[Material for this task — start]

//! [`TileId`] addresses a single tile of a slippy map tile pyramid.

use std::fmt::{Display, Formatter};

use serde::{Deserialize, Serialize};

/// Maximum zoom level supported by the tile projection.
pub const MAX_ZOOM: u32 = 19;

/// Index of a tile in the Web-Mercator tile pyramid.
///
/// A tile at zoom `z` has `0 <= x, y < 2^z`. The invariant is checked by [`TileId::new`], so any
/// existing `TileId` refers to a tile that actually exists. Tiles are ordered by zoom, then by row
/// (`y`), then by column (`x`), which is the same order the grid is laid out in.
#[derive(Debug, Copy, Clone, PartialEq, Eq, Hash, Serialize, Deserialize)]
#[serde(try_from = "RawTileId")]
pub struct TileId {
    zoom: u32,
    x: u32,
    y: u32,
}

#[derive(Deserialize)]
struct RawTileId {
    zoom: u32,
    x: u32,
    y: u32,
}

impl TryFrom<RawTileId> for TileId {
    type Error = String;

    fn try_from(RawTileId { zoom, x, y }: RawTileId) -> Result<Self, Self::Error> {
        Self::new(zoom, x, y).ok_or_else(|| format!("tile {zoom}/{x}/{y} does not exist"))
    }
}

impl TileId {
    /// Creates a new tile id.
    ///
    /// Returns `None` if the zoom level is above [`MAX_ZOOM`] or if `x` or `y` do not fit into
    /// the `2^zoom` wide tile matrix.
    ///
    /// ```
    /// use aerial_types::TileId;
    ///
    /// assert!(TileId::new(2, 3, 3).is_some());
    /// assert!(TileId::new(2, 4, 0).is_none());
    /// ```
    pub fn new(zoom: u32, x: u32, y: u32) -> Option<Self> {
        let size = tiles_per_side(zoom)?;
        if x < size && y < size {
            Some(Self { zoom, x, y })
        } else {
            None
        }
    }

    /// Zoom level of the tile.
    pub fn zoom(&self) -> u32 {
        self.zoom
    }

    /// Column of the tile, growing eastwards.
    pub fn x(&self) -> u32 {
        self.x
    }

    /// Row of the tile, growing southwards.
    pub fn y(&self) -> u32 {
        self.y
    }

    /// Returns the tile that is `dx` columns and `dy` rows away from this one at the same zoom.
    ///
    /// Columns wrap around the antimeridian. Rows do not wrap: `None` is returned if the target
    /// row is beyond the north or south edge of the projection.
    pub fn offset(&self, dx: i64, dy: i64) -> Option<Self> {
        let size = i64::from(tiles_per_side(self.zoom)?);
        let y = i64::from(self.y) + dy;
        if !(0..size).contains(&y) {
            return None;
        }

        let x = (i64::from(self.x) + dx).rem_euclid(size);
        Some(Self {
            zoom: self.zoom,
            x: x as u32,
            y: y as u32,
        })
    }
}

impl PartialOrd for TileId {
    fn partial_cmp(&self, other: &Self) -> Option<std::cmp::Ordering> {
        Some(self.cmp(other))
    }
}

impl Ord for TileId {
    fn cmp(&self, other: &Self) -> std::cmp::Ordering {
        (self.zoom, self.y, self.x).cmp(&(other.zoom, other.y, other.x))
    }
}

impl Display for TileId {
    fn fmt(&self, f: &mut Formatter<'_>) -> std::fmt::Result {
        write!(f, "{}/{}/{}", self.zoom, self.x, self.y)
    }
}

/// Number of tiles along one side of the tile matrix at the given zoom level.
pub fn tiles_per_side(zoom: u32) -> Option<u32> {
    if zoom > MAX_ZOOM {
        None
    } else {
        Some(1 << zoom)
    }
}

[Material for this task — finish]

# Task directions
Find each line of the data above that holds the word "matrix", then copy it.

# Solved problem
    /// the `2^zoom` wide tile matrix.
/// Number of tiles along one side of the tile matrix at the given zoom level.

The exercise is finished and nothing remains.